La vera storia di Oscar Rafone: Tu sarai felice (cap.24)

Pubblichiamo ogni domenica il libro di Enzo Iorio, suddiviso per capitoli, per offrire a tutti un momento culturale nella 'giornata on line'

— Tornerò da mio padre e mi prenderò un sacco di botte. Oh, quante me ne darà! Ma io starò zitta e non piangerò. Lui mi picchierà perché è mio padre e deve farlo. E io glielo lascerò fare. Ma prima gli dimostrerò che torno a casa quando voglio io e non quando vuole lui. Questo lo capirà, lo deve capire, e mi rispetterà. Anche picchiandomi mi rispetterà.

Sentii Zamina ripetere diverse volte queste cose. Non parlava con me. In quei momenti si rivolgeva a qualcuno dentro di sé, come una sorella o qualcosa di più, insomma un'altra se stessa, che la confortava e la aiutava a trovare le risposte importanti, quelle che tutti quanti cerchiamo di trovare andando avanti nella vita. Di nuovo in quei momenti era come se io non esistessi. Puf, sparito! Poi, smetteva di parlare da sola e veniva a cercarmi, mi prendeva le mani e se le portava alle guance. Mi guardava con malinconia. In quei momenti la vedevo perdersi in fondo ai miei occhi. Li scrutava a lungo, inclinando leggermente il capo da una parte e dall'altra come faceva il mio Wrestler quando era più piccolo.
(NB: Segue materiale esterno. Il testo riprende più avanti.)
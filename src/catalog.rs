// Copyright (c) 2024 Jan Holthuis <jan.holthuis@rub.de>
//
// This Source Code Form is subject to the terms of the Mozilla Public License, v. 2.0. If a copy
// of the MPL was not distributed with this file, You can obtain one at
// http://mozilla.org/MPL/2.0/.
//
// SPDX-License-Identifier: MPL-2.0

//! The catalog data model (§4.10, C10): the production relational store for
//! Artist/ReleaseGroup/Release/Track/ReleaseTrack, plus the co-located `staging_items` table
//! (§3 `StagingItem`) so promotion can hold both under one SQL transaction (§4.8).
//!
//! Reached through a pooled connection manager, like the scan snapshot store (§4.3); the
//! in-process per-release-group mutex registry implements the "advisory lock" requirement from
//! §4.10's implementation notes, since SQLite's single-writer semantics alone don't serialize two
//! concurrent promotions targeting the same release-group.

use crate::Result;
use r2d2::{Pool, PooledConnection};
use r2d2_sqlite::SqliteConnectionManager;
use rusqlite::{params, Connection, OptionalExtension};
use std::collections::HashMap;
use std::path::Path;
use std::sync::{Arc, Mutex};
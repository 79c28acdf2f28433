// Copyright (c) 2024 Jan Holthuis <jan.holthuis@rub.de>
//
// This Source Code Form is subject to the terms of the Mozilla Public License, v. 2.0. If a copy
// of the MPL was not distributed with this file, You can obtain one at
// http://mozilla.org/MPL/2.0/.
//
// SPDX-License-Identifier: MPL-2.0

//! The quality scorer (§4.7, C7): a pure, referentially transparent function ranking a track
//! file's measured audio attributes so the promotion transactor can pick a primary version.

use std::cmp::Ordering;

/// Measured audio attributes of one track file version, as needed to score it.
#[derive(Debug, Clone, Copy)]
pub struct QualityInput {
    /// Lowercase format/extension (`flac`, `alac`, `aac`, `m4a`, `mp3`, ...).
    pub format: &'static str,
    /// Bitrate in kbit/s.
    pub bitrate: Option<u32>,
    /// Sample rate in Hz.
    pub sample_rate: Option<u32>,
    /// Bit depth, for lossless formats.
    pub bit_depth: Option<u32>,
    /// Creation time, as seconds since the Unix epoch, used to break ties.
    pub created_at: i64,
}

/// Returns `true` for formats scored as lossless.
fn is_lossless(format: &str) -> bool {
    matches!(format, "flac" | "alac")
}

/// Base score contributed by the format alone (§4.7 table).
fn format_base(format: &str) -> i64 {
    match format {
        "flac" => 1000,
        "alac" => 900,
        "aac" => 700,
        "m4a" => 700,
        "mp3" => 500,
        _ => 0,
    }
}

/// Bitrate contribution, which differs for lossless vs. lossy formats.
fn bitrate_bonus(format: &str, bitrate: Option<u32>) -> i64 {
    let Some(bitrate) = bitrate else {
        return 0;
    };
    if is_lossless(format) {
        i64::from(bitrate.min(10_000) / 100).min(100)
    } else {
        i64::from(bitrate.min(320)) / 10
    }
}

/// Sample-rate contribution (§4.7 table): highest matching tier only.
fn sample_rate_bonus(sample_rate: Option<u32>) -> i64 {
    match sample_rate {
        Some(rate) if rate >= 96_000 => 50,
        Some(rate) if rate >= 48_000 => 30,
        Some(rate) if rate >= 44_100 => 20,
        _ => 0,
    }
}

/// Bit-depth contribution: +25 for 24-bit-or-deeper lossless.
fn bit_depth_bonus(format: &str, bit_depth: Option<u32>) -> i64 {
    if is_lossless(format) && bit_depth.is_some_and(|depth| depth >= 24) {
        25
    } else {
        0
    }
}

/// Compute the integer quality score for one track version (§4.7). Higher is better.
///
/// Referentially transparent: the same `input` always yields the same score.
#[must_use]
pub fn score(input: &QualityInput) -> i64 {
    format_base(input.format)
        + bitrate_bonus(input.format, input.bitrate)
        + sample_rate_bonus(input.sample_rate)
        + bit_depth_bonus(input.format, input.bit_depth)
}

/// Compare two versions by quality score, breaking ties by earlier creation time (§4.7).
///
/// Returns [`Ordering::Greater`] if `a` should be preferred over `b`.
#[must_use]
pub fn compare(a: &QualityInput, b: &QualityInput) -> Ordering {
    score(a).cmp(&score(b)).then_with(|| b.created_at.cmp(&a.created_at))
}

#[cfg(test)]
mod tests {
    use super::*;

    fn input(format: &'static str, bitrate: Option<u32>, sample_rate: Option<u32>, bit_depth: Option<u32>) -> QualityInput {
        QualityInput {
            format,
            bitrate,
            sample_rate,
            bit_depth,
            created_at: 0,
        }
    }

    #[test]
    fn test_lossless_beats_lossy() {
        let flac = input("flac", Some(1000), Some(44_100), Some(16));
        let mp3 = input("mp3", Some(320), Some(44_100), None);
        assert!(score(&flac) > score(&mp3));
    }

    #[test]
    fn test_higher_bitrate_lossy_wins() {
        let high = input("mp3", Some(320), None, None);
        let low = input("mp3", Some(128), None, None);
        assert!(score(&high) > score(&low));
    }

    #[test]
    fn test_hi_res_bonus_applies() {
        let hires = input("flac", Some(2000), Some(96_000), Some(24));
        let cd = input("flac", Some(2000), Some(44_100), Some(16));
        assert!(score(&hires) > score(&cd));
    }

    #[test]
    fn test_quality_dominance() {
        // §8 property 7: if A strictly dominates B on every dimension, score(A) > score(B).
        let a = input("flac", Some(2000), Some(96_000), Some(24));
        let b = input("flac", Some(1000), Some(44_100), Some(16));
        assert!(score(&a) > score(&b));
    }

    #[test]
    fn test_tie_break_prefers_earlier_creation_time() {
        let earlier = QualityInput {
            format: "flac",
            bitrate: Some(1000),
            sample_rate: Some(44_100),
            bit_depth: Some(16),
            created_at: 100,
        };
        let later = QualityInput {
            created_at: 200,
            ..earlier
        };
        assert_eq!(compare(&earlier, &later), Ordering::Greater);
    }

    #[test]
    fn test_unknown_format_scores_zero_base() {
        let unknown = input("ogg", None, None, None);
        assert_eq!(format_base(unknown.format), 0);
    }
}
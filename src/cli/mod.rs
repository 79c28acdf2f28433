// Copyright (c) 2024 Jan Holthuis <jan.holthuis@rub.de>
//
// This Source Code Form is subject to the terms of the Mozilla Public License, v. 2.0. If a copy
// of the MPL was not distributed with this file, You can obtain one at
// http://mozilla.org/MPL/2.0/.
//
// SPDX-License-Identifier: MPL-2.0

//! Command line interface (§6 operational surface).

mod config;
mod group;
mod process;
mod promote;
mod review;
mod scan;
mod staging;

use crate::{Config, PKG_NAME, PKG_VERSION};
use clap::{Parser, Subcommand};
use log::LevelFilter;
use simplelog::{ConfigBuilder as LogConfigBuilder, WriteLogger};
use std::borrow::Cow;
use std::ffi::OsString;
use std::fs::{self, File};
use std::io;
use std::path::{Path, PathBuf};
use xdg::BaseDirectories;

/// Command line Arguments.
#[derive(Parser, Debug)]
#[command(author, version, about, long_about = None)]
struct Args {
    /// Command to run
    #[command(subcommand)]
    command: Commands,
    /// Path to configuration file.
    #[arg(short, long, required = false)]
    config_path: Option<PathBuf>,
}

/// Supported CLI Commands (§6): `scan`, `group`, `process`, `list-staging`, `get-staging`,
/// `approve`, `reject`, `promote`, plus `config` for inspecting the effective configuration.
#[derive(Subcommand, Debug)]
enum Commands {
    /// Catalog an inbound directory tree into a fresh scan snapshot.
    Scan(scan::Args),
    /// Assign release-candidate groups to a scanned snapshot.
    Group(group::Args),
    /// Materialize a grouped snapshot's groups into staging.
    Process(process::Args),
    /// List staging items, optionally filtered by review status.
    ListStaging(staging::ListArgs),
    /// Show one staging item's full detail.
    GetStaging(staging::GetArgs),
    /// Approve a staging item for promotion.
    Approve(review::ApproveArgs),
    /// Reject a staging item.
    Reject(review::RejectArgs),
    /// Promote one or more approved staging items into the catalog.
    Promote(promote::Args),
    /// Show your current configuration.
    Config(config::Args),
}

/// Append a numeric suffix (e.g., `.1`) to a path.
fn append_numeric_suffix_to_path(base_path: impl AsRef<Path>, number: usize) -> PathBuf {
    let suffix: OsString = format!(".{number}").into();
    let new_extension = base_path.as_ref().extension().map_or_else(
        || OsString::from(&suffix),
        |ext| {
            let mut extension = ext.to_os_string();
            extension.push(&suffix);
            extension
        },
    );
    base_path.as_ref().with_extension(new_extension)
}

/// Rotate logfiles by renaming `<log>` to `<log>.0`, `<log>.1` to `<log>.2`, etc.
fn rotate_logfiles(base_path: impl AsRef<Path>) -> io::Result<()> {
    let paths_to_rename = (0..7)
        .rev()
        .map(|i| {
            (
                append_numeric_suffix_to_path(&base_path, i),
                append_numeric_suffix_to_path(&base_path, i + 1),
            )
        })
        .chain(std::iter::once((
            base_path.as_ref().to_path_buf(),
            append_numeric_suffix_to_path(&base_path, 0),
        )));
    for (old_path, new_path) in paths_to_rename {
        fs::rename(old_path, new_path).or_else(|err| match err.kind() {
            io::ErrorKind::NotFound => Ok(()),
            _ => Err(err),
        })?;
    }

    Ok(())
}

/// Main entry point.
///
/// # Errors
///
/// Can return errors if the command line arguments are incorrect or the executed commands lead to
/// an error.
///
/// # Panics
///
/// May panic if logging cannot be initialized.
pub fn main() -> crate::Result<()> {
    let args = Args::parse();

    let base_dirs = BaseDirectories::with_prefix(PKG_NAME)?;

    // Initialize logging
    let logfile_path = base_dirs.place_state_file(format!("{PKG_NAME}.log"))?;
    rotate_logfiles(&logfile_path)?;
    let logfile = File::create(logfile_path)?;
    WriteLogger::init(
        LevelFilter::Debug,
        LogConfigBuilder::new()
            .add_filter_ignore_str("symphonia_core::probe")
            .build(),
        logfile,
    )
    .expect("Failed to initialize logging");
    log::info!("Started {PKG_NAME} {PKG_VERSION}");

    // Load configuration: an explicit `--config-path` takes priority over the XDG-discovered
    // `config.toml`; whichever is found has any value it leaves unset filled in from the bundled
    // defaults (`Config::with_defaults`).
    let config_path: Option<Cow<'_, Path>> = args
        .config_path
        .as_deref()
        .map(Cow::from)
        .or_else(|| base_dirs.find_config_files("config.toml").last().map(Cow::from));
    let config = match config_path {
        Some(path) => Config::load_from_path(path)?.with_defaults(),
        None => Config::default(),
    };

    match args.command {
        Commands::Scan(cmd_args) => scan::run(&config, cmd_args),
        Commands::Group(cmd_args) => group::run(&config, cmd_args),
        Commands::Process(cmd_args) => process::run(&config, cmd_args),
        Commands::ListStaging(cmd_args) => staging::run_list(&config, cmd_args),
        Commands::GetStaging(cmd_args) => staging::run_get(&config, cmd_args),
        Commands::Approve(cmd_args) => review::run_approve(&config, cmd_args),
        Commands::Reject(cmd_args) => review::run_reject(&config, cmd_args),
        Commands::Promote(cmd_args) => promote::run(&config, cmd_args),
        Commands::Config(cmd_args) => config::run(&config, cmd_args),
    }
}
Poi sorrideva. Un sorriso aperto, luminoso, coinvolgente. Mi faceva sentire felice. Mi veniva quasi da ridere. Le chiesi perché mi guardasse così.

— Hai gli occhi chiari, trasparenti. Si vede tutto.

— Davvero? Cosa vedi?

— Tutto. Avrai una bella vita.

— Sì, buonanotte!

— È vero, — mi incalzò come se mi stesse correggendo una semplice somma aritmetica. — Sarai felice.

Alzai le spalle. Ma deglutii in silenzio.